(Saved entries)
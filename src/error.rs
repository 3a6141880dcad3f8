//! Error types for the Plexo kernel.

use thiserror::Error;

/// Convenience alias used throughout the crate.
pub type Result<T> = std::result::Result<T, KernelError>;

/// Unified error type covering configuration, validation, routing, and
/// downstream failures.
///
/// Variants are intentionally coarse-grained so that callers can match on
/// error *category* (surfaced to the caller vs. captured as an error
/// observation) rather than on collaborator-specific details.
#[derive(Debug, Error)]
pub enum KernelError {
    /// Invalid or missing configuration (empty tool name, missing model, etc.).
    #[error("Configuration error: {0}")]
    Config(String),

    /// A guardrail rejected the user-supplied goal.
    #[error("Invalid input: {0}")]
    InvalidInput(String),

    /// Planner output was unparseable after repair attempts and the fallback
    /// plan could not be constructed.
    #[error("Plan parse error: {0}")]
    PlanParse(String),

    /// A kernel-internal guardrail rejected tool output, the final answer, or
    /// a memory write.
    #[error("Guardrail blocked: {0}")]
    GuardrailBlocked(String),

    /// The requested tool is not registered.
    #[error("Tool not found: {0}")]
    ToolNotFound(String),

    /// A tool raised a fault (transport error, internal bug) rather than
    /// reporting an ordinary error response.
    #[error("Tool failed: {0}")]
    ToolFailed(String),

    /// The named circuit breaker is open and rejected the call without
    /// invoking the protected function.
    #[error("Circuit '{0}' open")]
    CircuitOpen(String),

    /// The operation exceeded its configured timeout.
    #[error("Timeout")]
    Timeout,

    /// Language-model transport failure during planning, repair, or synthesis.
    #[error("LLM unavailable: {0}")]
    LlmUnavailable(String),

    /// The memory collaborator failed to read or write. Never fatal to a
    /// request.
    #[error("Memory store error: {0}")]
    MemoryStore(String),

    /// The trace sink failed to persist. Never fatal to a request.
    #[error("Trace store error: {0}")]
    TraceStore(String),
}

impl KernelError {
    /// Stable snake_case label for this error category, used in response
    /// metadata, traces, and metric labels.
    pub fn kind(&self) -> &'static str {
        match self {
            Self::Config(_) => "config_error",
            Self::InvalidInput(_) => "invalid_input",
            Self::PlanParse(_) => "plan_parse_error",
            Self::GuardrailBlocked(_) => "guardrail_blocked",
            Self::ToolNotFound(_) => "tool_not_found",
            Self::ToolFailed(_) => "tool_error",
            Self::CircuitOpen(_) => "circuit_open",
            Self::Timeout => "timeout",
            Self::LlmUnavailable(_) => "llm_unavailable",
            Self::MemoryStore(_) => "memory_write_failed",
            Self::TraceStore(_) => "trace_persist_failed",
        }
    }

    /// Returns `true` for transient errors that may succeed on retry:
    /// [`Timeout`](Self::Timeout), [`ToolFailed`](Self::ToolFailed), and
    /// [`LlmUnavailable`](Self::LlmUnavailable).
    ///
    /// [`CircuitOpen`](Self::CircuitOpen) is not retryable: an open breaker
    /// rejects instantly and cannot observe a different state within one
    /// backoff window.
    pub fn is_retryable(&self) -> bool {
        matches!(
            self,
            Self::Timeout | Self::ToolFailed(_) | Self::LlmUnavailable(_)
        )
    }
}
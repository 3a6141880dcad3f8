//! `plexo-run` — execute one goal end-to-end against an Ollama server.
//!
//! Usage:
//!
//! ```text
//! plexo-run [--session <id>] <goal...>
//! ```
//!
//! Requires a reachable Ollama server (`OLLAMA_HOST`, default
//! `http://localhost:11434`) and a `SERPAPI_KEY` for the web_search tool.

use std::process;
use uni_plexo::api::KernelConfig;
use uni_plexo::ollama::OllamaChat;
use uni_plexo::orchestrator::Kernel;
use uni_plexo::web_search::SerpApiWebSearch;

fn print_usage() {
    eprintln!("Usage: plexo-run [OPTIONS] <goal...>");
    eprintln!();
    eprintln!("Arguments:");
    eprintln!("  <goal...>           The goal to plan and execute");
    eprintln!();
    eprintln!("Options:");
    eprintln!("  --session <id>      Session identifier (default: \"cli\")");
    eprintln!("  --help              Show this message");
}

#[tokio::main]
async fn main() {
    if let Err(e) = run().await {
        eprintln!("error: {e}");
        process::exit(1);
    }
}

async fn run() -> anyhow::Result<()> {
    let mut args = std::env::args().skip(1);
    let mut session_id = "cli".to_string();
    let mut goal_words: Vec<String> = Vec::new();

    while let Some(arg) = args.next() {
        match arg.as_str() {
            "--help" | "-h" => {
                print_usage();
                return Ok(());
            }
            "--session" => {
                session_id = args
                    .next()
                    .ok_or_else(|| anyhow::anyhow!("--session requires an argument"))?;
            }
            _ if arg.starts_with('-') => {
                anyhow::bail!("Unknown option: {arg}");
            }
            _ => goal_words.push(arg),
        }
    }

    let goal = goal_words.join(" ");
    if goal.is_empty() {
        print_usage();
        anyhow::bail!("Missing required argument: <goal...>");
    }

    let llm = OllamaChat::from_env();
    let web_search = SerpApiWebSearch::from_env()
        .map_err(|e| anyhow::anyhow!("web_search tool unavailable: {e}"))?;

    let kernel = Kernel::builder()
        .config(KernelConfig::from_env())
        .language_model(llm)
        .register_tool(web_search)
        .build()
        .map_err(|e| anyhow::anyhow!("kernel construction failed: {e}"))?;

    println!("session : {session_id}");
    println!("goal    : {goal}\n");

    let output = kernel
        .run(&session_id, &goal)
        .await
        .map_err(|e| anyhow::anyhow!("request failed: {e}"))?;

    println!("request : {}", output.request_id);
    println!("\n{}", output.result);
    Ok(())
}
//! Single-step dispatch with confidence- and failure-based fallback.

use crate::api::{Step, ToolResponse, meta};
use crate::breaker::CircuitBreaker;
use crate::executor::ReliableExecutor;
use crate::registry::ToolRegistry;
use std::collections::HashMap;
use std::sync::Arc;
use uuid::Uuid;

/// Well-known retrieval tool name the confidence fallback watches for.
pub const RAG_SEARCH: &str = "rag_search";
/// Well-known fallback tool name.
pub const WEB_SEARCH: &str = "web_search";

/// Dispatches one plan step through the reliable executor, then applies the
/// fallback policy:
///
/// 1. a failed step (any tool except `web_search`) re-executes against
///    `web_search` when it is registered;
/// 2. a successful `rag_search` step whose reported `similarity` falls below
///    the threshold re-executes against `web_search`.
///
/// At most one fallback hop fires; the router never re-runs a failed
/// `web_search` against itself.
pub struct IntelligentRouter {
    registry: Arc<ToolRegistry>,
    executor: ReliableExecutor,
    breakers: HashMap<String, CircuitBreaker>,
    similarity_threshold: f64,
}

impl IntelligentRouter {
    /// Build a router over the registry, one breaker per registered tool.
    pub fn new(
        registry: Arc<ToolRegistry>,
        executor: ReliableExecutor,
        breakers: HashMap<String, CircuitBreaker>,
        similarity_threshold: f64,
    ) -> Self {
        Self {
            registry,
            executor,
            breakers,
            similarity_threshold,
        }
    }

    async fn run_tool(&self, tool_name: &str, step: &Step) -> ToolResponse {
        let tool = match self.registry.get(tool_name) {
            Ok(tool) => tool,
            Err(e) => {
                let mut resp = ToolResponse::error(e.to_string());
                resp.insert_meta("error_kind", e.kind());
                return resp;
            }
        };
        // Registry and breaker map are built from the same tool set, so a
        // resolvable tool always has a breaker; fall back to a throwaway one
        // if the maps ever diverge.
        match self.breakers.get(tool_name) {
            Some(breaker) => self.executor.execute(tool.as_ref(), step, breaker).await,
            None => {
                let breaker = CircuitBreaker::new(tool_name, Default::default());
                self.executor.execute(tool.as_ref(), step, &breaker).await
            }
        }
    }

    /// Execute one step and apply the fallback policy. Never fails; routing
    /// problems surface as error responses.
    pub async fn execute(&self, step: &Step, request_id: Uuid) -> ToolResponse {
        let requested = step.tool.as_str();

        if let Err(e) = self.registry.get(requested) {
            tracing::warn!(
                request_id = %request_id,
                tool = %requested,
                "Requested tool not registered"
            );
            let mut resp = ToolResponse::error(e.to_string());
            resp.insert_meta("error_kind", e.kind());
            resp.insert_meta(meta::REQUESTED_TOOL, requested);
            return resp;
        }

        let mut response = self.run_tool(requested, step).await;
        response.insert_meta(meta::REQUESTED_TOOL, requested);

        let web_search_available = requested != WEB_SEARCH && self.registry.contains(WEB_SEARCH);

        // Failure-based fallback.
        if response.is_error() {
            if web_search_available {
                tracing::info!(
                    request_id = %request_id,
                    from = %requested,
                    to = WEB_SEARCH,
                    error = response.meta_str(meta::ERROR).unwrap_or(""),
                    "Tool failed, falling back to web search"
                );
                let mut fallback = self.run_tool(WEB_SEARCH, step).await;
                fallback.insert_meta(meta::REQUESTED_TOOL, requested);
                fallback.insert_meta(meta::FALLBACK_FROM, requested);
                return fallback;
            }
            return response;
        }

        // Confidence-based fallback for low-similarity retrieval.
        if requested == RAG_SEARCH && web_search_available {
            if let Some(similarity) = response.meta_f64(meta::SIMILARITY) {
                if similarity < self.similarity_threshold {
                    tracing::info!(
                        request_id = %request_id,
                        from = RAG_SEARCH,
                        to = WEB_SEARCH,
                        similarity,
                        threshold = self.similarity_threshold,
                        "Low retrieval similarity, falling back to web search"
                    );
                    let mut fallback = self.run_tool(WEB_SEARCH, step).await;
                    fallback.insert_meta(meta::REQUESTED_TOOL, requested);
                    fallback.insert_meta(meta::FALLBACK_FROM, RAG_SEARCH);
                    return fallback;
                }
            }
        }

        response
    }
}
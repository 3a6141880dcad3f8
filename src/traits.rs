//! Collaborator traits: the seams through which the kernel reaches every
//! external dependency (tools, language model, memory, trace sink, durable
//! cache tier).

use crate::api::{Step, ToolResponse};
use crate::cache::CacheEntry;
use crate::error::Result;
use crate::trace::Trace;
use async_trait::async_trait;
use serde::{Deserialize, Serialize};

/// A named, uniformly-invoked downstream capability (retrieval, web search,
/// calculators, ...).
///
/// Tools report ordinary failures by returning a [`ToolResponse`] with
/// `status = error`; an `Err` is reserved for faults (transport breakage,
/// internal bugs) and is converted into an error response by the reliable
/// executor. Tools are stateless from the kernel's perspective.
#[async_trait]
pub trait Tool: Send + Sync {
    /// Stable, case-sensitive tool name used for registry lookup and plan
    /// whitelisting.
    fn name(&self) -> &str;

    /// Execute one plan step.
    async fn execute(&self, step: &Step) -> Result<ToolResponse>;
}

/// One turn of a chat conversation.
#[derive(Debug, Clone, Serialize, Deserialize)]
pub struct ChatMessage {
    /// `system`, `user`, or `assistant`.
    pub role: String,
    /// Message text.
    pub content: String,
}

impl ChatMessage {
    /// A `system` message.
    pub fn system(content: impl Into<String>) -> Self {
        Self {
            role: "system".to_string(),
            content: content.into(),
        }
    }

    /// A `user` message.
    pub fn user(content: impl Into<String>) -> Self {
        Self {
            role: "user".to_string(),
            content: content.into(),
        }
    }

    /// An `assistant` message.
    pub fn assistant(content: impl Into<String>) -> Self {
        Self {
            role: "assistant".to_string(),
            content: content.into(),
        }
    }
}

/// Sampling and format parameters for one chat call.
#[derive(Debug, Clone, Default)]
pub struct ChatOptions {
    /// Sampling temperature. The planner, repair, and synthesis paths all
    /// pin this to 0 for determinism.
    pub temperature: Option<f32>,
    /// Maximum tokens to generate. Provider default if `None`.
    pub max_tokens: Option<usize>,
    /// Ask the model to emit strict JSON when the backend honors it.
    pub json_format: bool,
}

impl ChatOptions {
    /// Deterministic settings: temperature 0 with an optional JSON format
    /// constraint.
    pub fn deterministic(json_format: bool) -> Self {
        Self {
            temperature: Some(0.0),
            max_tokens: None,
            json_format,
        }
    }
}

/// The output of a chat call.
#[derive(Debug, Clone)]
pub struct ChatResponse {
    /// Assistant message content. When `json_format` was honored this is a
    /// JSON document encoded as a string.
    pub content: String,
}

/// A chat-capable language model.
#[async_trait]
pub trait LanguageModel: Send + Sync {
    /// Run one chat completion.
    async fn chat(&self, messages: &[ChatMessage], options: ChatOptions) -> Result<ChatResponse>;

    /// The underlying model identifier (e.g. an Ollama model tag).
    fn model_id(&self) -> &str;
}

/// Conversation context assembled by the memory collaborator.
#[derive(Debug, Clone, Default, Serialize, Deserialize)]
pub struct MemoryContext {
    /// Most recent conversation turns, oldest first.
    pub recent_messages: Vec<ChatMessage>,
    /// Long-term memory snippets relevant to the current goal.
    pub relevant_memory: Vec<String>,
}

/// Conversation storage and long-term semantic memory, external to the
/// kernel.
#[async_trait]
pub trait Memory: Send + Sync {
    /// Fetch recent turns and semantically relevant snippets for a session.
    async fn retrieve_context(
        &self,
        session_id: &str,
        query: &str,
        recent_limit: usize,
        semantic_top_k: usize,
    ) -> Result<MemoryContext>;

    /// Persist one user/assistant exchange.
    async fn save_interaction(
        &self,
        session_id: &str,
        user_message: &str,
        assistant_message: &str,
    ) -> Result<()>;
}

/// Append-only sink for per-request execution traces. The kernel never reads
/// traces back.
#[async_trait]
pub trait TraceSink: Send + Sync {
    /// Insert one trace document.
    async fn insert(&self, trace: &Trace) -> Result<()>;
}

/// Durable key-to-document tier of the response cache (L2). Implementations
/// own TTL-based reclamation of expired entries; the kernel still checks
/// `expires_at` on read.
#[async_trait]
pub trait CacheStore: Send + Sync {
    /// Look up an entry by digest key.
    async fn get(&self, key: &str) -> Result<Option<CacheEntry>>;

    /// Upsert an entry under a digest key (last writer wins). The same
    /// document is stored under both its goal and plan keys.
    async fn put(&self, key: &str, entry: &CacheEntry) -> Result<()>;
}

- [Exercise]
Whenever a line above contains "derive", copy that line.

- [Exercise solution]
#[derive(Debug, Error)]
#[derive(Debug, Clone, Serialize, Deserialize)]
#[derive(Debug, Clone, Default)]
#[derive(Debug, Clone)]
#[derive(Debug, Clone, Default, Serialize, Deserialize)]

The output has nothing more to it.